Gene Expression Profiles of Vascular Smooth Muscle Show Differential Expression of Mitogen-Activated Protein Kinase Pathways during Captopril Therapy of Heart Failure

Congestive heart failure (CHF) is characterized by increased vascular tone and an impairment in nitric-oxide-mediated vasodilatation. We have demonstrated that the blunted response to nitric oxide is due, in part, to a reduction in the leucine-zipper-positive isoform of the myosin-targeting subunit (MYPT1) of myosin light-chain phosphatase.

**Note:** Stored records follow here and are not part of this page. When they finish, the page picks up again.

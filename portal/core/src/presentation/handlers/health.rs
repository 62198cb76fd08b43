// Copyright (c) 2026 Accord Digital
// SPDX-License-Identifier: AGPL-3.0

use axum::response::Json;
use serde_json::{json, Value};

/// Liveness probe. Unauthenticated by design.
pub async fn health() -> Json<Value> {
    Json(json!({
        "service": env!("CARGO_PKG_NAME"),
        "version": env!("CARGO_PKG_VERSION"),
        "status": "ok",
    }))
}
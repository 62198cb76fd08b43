// Copyright (c) 2026 Accord Digital
// SPDX-License-Identifier: AGPL-3.0
//! Manage-account wizard: the landing page, the team-member invitation flow,
//! team-member removal, and sign-out.
//!
//! Every GET records its page token in the journey; every successful POST
//! appends the next step's token before redirecting to it, which is what makes
//! the next page pass the journey-access check.

use std::sync::Arc;

use axum::extract::{Path, State};
use axum::response::{IntoResponse, Json, Redirect, Response};
use axum::{Extension, Form};
use serde::{Deserialize, Serialize};
use uuid::Uuid;

use crate::application::session_manager::JourneySessions;
use crate::domain::permission::PermissionType;
use crate::domain::session::{AccountManagementSession, CompaniesHouseSession, UserData};
use crate::infrastructure::facade::types::TeamMember;
use crate::presentation::error::AppError;
use crate::presentation::forms::{required_email, validation_failed};
use crate::presentation::pages::manage_account::*;
use crate::presentation::pages::{companies_house_url, manage_account_url};
use crate::presentation::AppState;

/// Resolve the claims snapshot the identity layer guarantees is present.
fn user_data(session: &crate::domain::session::JourneySession) -> Result<UserData, AppError> {
    session
        .user_data
        .clone()
        .ok_or_else(|| AppError(anyhow::anyhow!("session has no user data past identity layer")))
}

#[derive(Debug, Serialize)]
#[serde(rename_all = "camelCase")]
pub struct ManageViewModel {
    pub first_name: String,
    pub last_name: String,
    pub organisation_name: Option<String>,
    pub permission: Option<PermissionType>,
    pub is_compliance_scheme: bool,
    pub manage_permissions_enabled: bool,
    pub team_members: Vec<TeamMember>,
    pub update_organisation_name_url: String,
}

/// Landing page. Restarts the manage-account wizard state.
pub async fn manage(
    Extension(sessions): Extension<Arc<JourneySessions>>,
    State(state): State<Arc<AppState>>,
) -> Result<Response, AppError> {
    let session = sessions
        .update_session(|s| {
            s.account_management = AccountManagementSession::default();
            s.companies_house = CompaniesHouseSession::default();
            s.account_management.journey.visit(MANAGE);
        })
        .await?;
    let user = user_data(&session)?;

    let team_members = match user.organisation_id {
        Some(organisation_id) => state.facade.get_team_members(organisation_id).await?,
        None => Vec::new(),
    };

    Ok(Json(ManageViewModel {
        first_name: user.first_name,
        last_name: user.last_name,
        organisation_name: user.organisation_name,
        permission: user.permission,
        is_compliance_scheme: session.is_compliance_scheme,
        manage_permissions_enabled: state.config.features.manage_permissions_enabled,
        team_members,
        update_organisation_name_url: companies_house_url(
            crate::presentation::pages::companies_house::SEARCH,
        ),
    })
    .into_response())
}

#[derive(Debug, Serialize)]
#[serde(rename_all = "camelCase")]
pub struct TeamMemberEmailViewModel {
    pub email: Option<String>,
}

pub async fn team_member_email(
    Extension(sessions): Extension<Arc<JourneySessions>>,
) -> Result<Response, AppError> {
    let session = sessions
        .update_session(|s| s.account_management.journey.visit(TEAM_MEMBER_EMAIL))
        .await?;
    Ok(Json(TeamMemberEmailViewModel {
        email: session.account_management.invited_email,
    })
    .into_response())
}

#[derive(Debug, Deserialize)]
pub struct TeamMemberEmailForm {
    #[serde(default)]
    pub email: String,
}

pub async fn submit_team_member_email(
    Extension(sessions): Extension<Arc<JourneySessions>>,
    Form(form): Form<TeamMemberEmailForm>,
) -> Result<Response, AppError> {
    let mut errors = Vec::new();
    let email = required_email("email", &form.email, &mut errors);
    if !errors.is_empty() {
        return Ok(validation_failed(errors));
    }

    sessions
        .update_session(|s| {
            let journey = &mut s.account_management.journey;
            journey.visit(TEAM_MEMBER_EMAIL);
            journey.visit(TEAM_MEMBER_PERMISSIONS);
            s.account_management.invited_email = Some(email);
        })
        .await?;
    Ok(Redirect::to(&manage_account_url(TEAM_MEMBER_PERMISSIONS)).into_response())
}

/// Permission levels offered when inviting a team member. Approved/delegated
/// roles go through the nomination wizard instead.
#[derive(Debug, Clone, Copy, Deserialize, Serialize)]
#[serde(rename_all = "kebab-case")]
pub enum InvitePermissionChoice {
    Admin,
    Basic,
}

impl From<InvitePermissionChoice> for PermissionType {
    fn from(choice: InvitePermissionChoice) -> Self {
        match choice {
            InvitePermissionChoice::Admin => PermissionType::Admin,
            InvitePermissionChoice::Basic => PermissionType::Basic,
        }
    }
}

#[derive(Debug, Serialize)]
#[serde(rename_all = "camelCase")]
pub struct TeamMemberPermissionsViewModel {
    pub email: String,
    pub selected: Option<PermissionType>,
}

pub async fn team_member_permissions(
    Extension(sessions): Extension<Arc<JourneySessions>>,
) -> Result<Response, AppError> {
    let session = sessions
        .update_session(|s| s.account_management.journey.visit(TEAM_MEMBER_PERMISSIONS))
        .await?;
    let Some(email) = session.account_management.invited_email else {
        return Ok(Redirect::to(&manage_account_url(TEAM_MEMBER_EMAIL)).into_response());
    };
    Ok(Json(TeamMemberPermissionsViewModel {
        email,
        selected: session.account_management.invited_permission,
    })
    .into_response())
}

#[derive(Debug, Deserialize)]
pub struct TeamMemberPermissionsForm {
    pub permission: InvitePermissionChoice,
}

pub async fn submit_team_member_permissions(
    Extension(sessions): Extension<Arc<JourneySessions>>,
    Form(form): Form<TeamMemberPermissionsForm>,
) -> Result<Response, AppError> {
    sessions
        .update_session(|s| {
            let journey = &mut s.account_management.journey;
            journey.visit(TEAM_MEMBER_PERMISSIONS);
            journey.visit(TEAM_MEMBER_DETAILS);
            s.account_management.invited_permission = Some(form.permission.into());
        })
        .await?;
    Ok(Redirect::to(&manage_account_url(TEAM_MEMBER_DETAILS)).into_response())
}

#[derive(Debug, Serialize)]
#[serde(rename_all = "camelCase")]
pub struct TeamMemberDetailsViewModel {
    pub email: String,
    pub permission: PermissionType,
}

/// Check-your-answers page for the invitation.
pub async fn team_member_details(
    Extension(sessions): Extension<Arc<JourneySessions>>,
) -> Result<Response, AppError> {
    let session = sessions
        .update_session(|s| s.account_management.journey.visit(TEAM_MEMBER_DETAILS))
        .await?;
    let account = &session.account_management;
    match (&account.invited_email, account.invited_permission) {
        (Some(email), Some(permission)) => Ok(Json(TeamMemberDetailsViewModel {
            email: email.clone(),
            permission,
        })
        .into_response()),
        _ => Ok(Redirect::to(&manage_account_url(TEAM_MEMBER_EMAIL)).into_response()),
    }
}

/// Final submission: send the invitation through the facade.
pub async fn confirm_team_member_details(
    Extension(sessions): Extension<Arc<JourneySessions>>,
    State(state): State<Arc<AppState>>,
) -> Result<Response, AppError> {
    let session = sessions.get_session().await?.unwrap_or_default();
    let user = user_data(&session)?;
    let account = &session.account_management;

    let (Some(email), Some(permission)) = (&account.invited_email, account.invited_permission)
    else {
        return Ok(Redirect::to(&manage_account_url(TEAM_MEMBER_EMAIL)).into_response());
    };
    let Some(organisation_id) = user.organisation_id else {
        return Ok(Redirect::to(&manage_account_url(MANAGE)).into_response());
    };

    state
        .accounts
        .invite_team_member(organisation_id, user.person_id, email, permission)
        .await?;

    sessions
        .update_session(|s| {
            let journey = &mut s.account_management.journey;
            journey.visit(TEAM_MEMBER_DETAILS);
            journey.visit(INVITATION_SENT);
        })
        .await?;
    Ok(Redirect::to(&manage_account_url(INVITATION_SENT)).into_response())
}

#[derive(Debug, Serialize)]
#[serde(rename_all = "camelCase")]
pub struct InvitationSentViewModel {
    pub email: Option<String>,
}

pub async fn invitation_sent(
    Extension(sessions): Extension<Arc<JourneySessions>>,
) -> Result<Response, AppError> {
    let session = sessions
        .update_session(|s| s.account_management.journey.visit(INVITATION_SENT))
        .await?;
    Ok(Json(InvitationSentViewModel {
        email: session.account_management.invited_email,
    })
    .into_response())
}

#[derive(Debug, Serialize)]
#[serde(rename_all = "camelCase")]
pub struct RemoveTeamMemberViewModel {
    pub person_id: Uuid,
    pub member: Option<TeamMember>,
}

/// Entry page of the removal confirmation, reached from the manage page.
pub async fn remove_team_member(
    Extension(sessions): Extension<Arc<JourneySessions>>,
    State(state): State<Arc<AppState>>,
    Path(person_id): Path<Uuid>,
) -> Result<Response, AppError> {
    let session = sessions
        .update_session(|s| {
            s.account_management.journey.visit(REMOVE_TEAM_MEMBER);
            s.account_management.removal_target = Some(person_id);
        })
        .await?;
    let user = user_data(&session)?;

    let member = match user.organisation_id {
        Some(organisation_id) => state
            .facade
            .get_team_members(organisation_id)
            .await?
            .into_iter()
            .find(|m| m.person_id == person_id),
        None => None,
    };

    Ok(Json(RemoveTeamMemberViewModel { person_id, member }).into_response())
}

pub async fn confirm_remove_team_member(
    Extension(sessions): Extension<Arc<JourneySessions>>,
    State(state): State<Arc<AppState>>,
) -> Result<Response, AppError> {
    let session = sessions.get_session().await?.unwrap_or_default();
    let user = user_data(&session)?;

    let (Some(organisation_id), Some(person_id)) = (
        user.organisation_id,
        session.account_management.removal_target,
    ) else {
        return Ok(Redirect::to(&manage_account_url(MANAGE)).into_response());
    };

    state
        .accounts
        .remove_team_member(organisation_id, person_id)
        .await?;
    sessions
        .update_session(|s| s.account_management.removal_target = None)
        .await?;
    Ok(Redirect::to(&manage_account_url(MANAGE)).into_response())
}

/// Explicit sign-out: drop the server-side session and leave.
pub async fn sign_out(
    Extension(sessions): Extension<Arc<JourneySessions>>,
    State(state): State<Arc<AppState>>,
) -> Result<Response, AppError> {
    sessions.remove_session().await?;
    Ok(Redirect::to(&state.config.urls.signed_out).into_response())
}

Additionally, we have shown that angiotensin-converting enzyme inhibition, but not afterload reduction with prazosin, preserves leucine-zipper-positive MYPT1 isoform expression in vascular smooth muscle cells and normalizes the sensitivity to cGMP-mediated vasodilatation. We therefore hypothesized that in CHF, growth regulators and cytokines downstream of the angiotensin II receptor are involved in modulating gene expression in vascular tissue. Rats were divided into control and captopril-treated groups following left coronary artery ligation. Gene expression profiles in the aorta and portal vein at baseline and 2 and 4 weeks after myocardial infarction (MI) were analyzed using microarray technology and quantitative real-time PCR. After MI, microarray analysis revealed differential mRNA expression of 21 genes in the aorta of captopril-treated rats 2 and 4 weeks after surgery when compared to gene expression profiles at baseline and without captopril therapy. Real-time PCR demonstrated that captopril suppressed the expression of protein kinases in the angiotensin-II-mediated mitogen-activated protein kinase signaling pathway, including Taok1 and Raf1. These data suggest that in CHF, captopril therapy modulates gene expression in vascular smooth muscle, and some of the beneficial effects of ACE inhibition may be due to differential gene expression in the vasculature.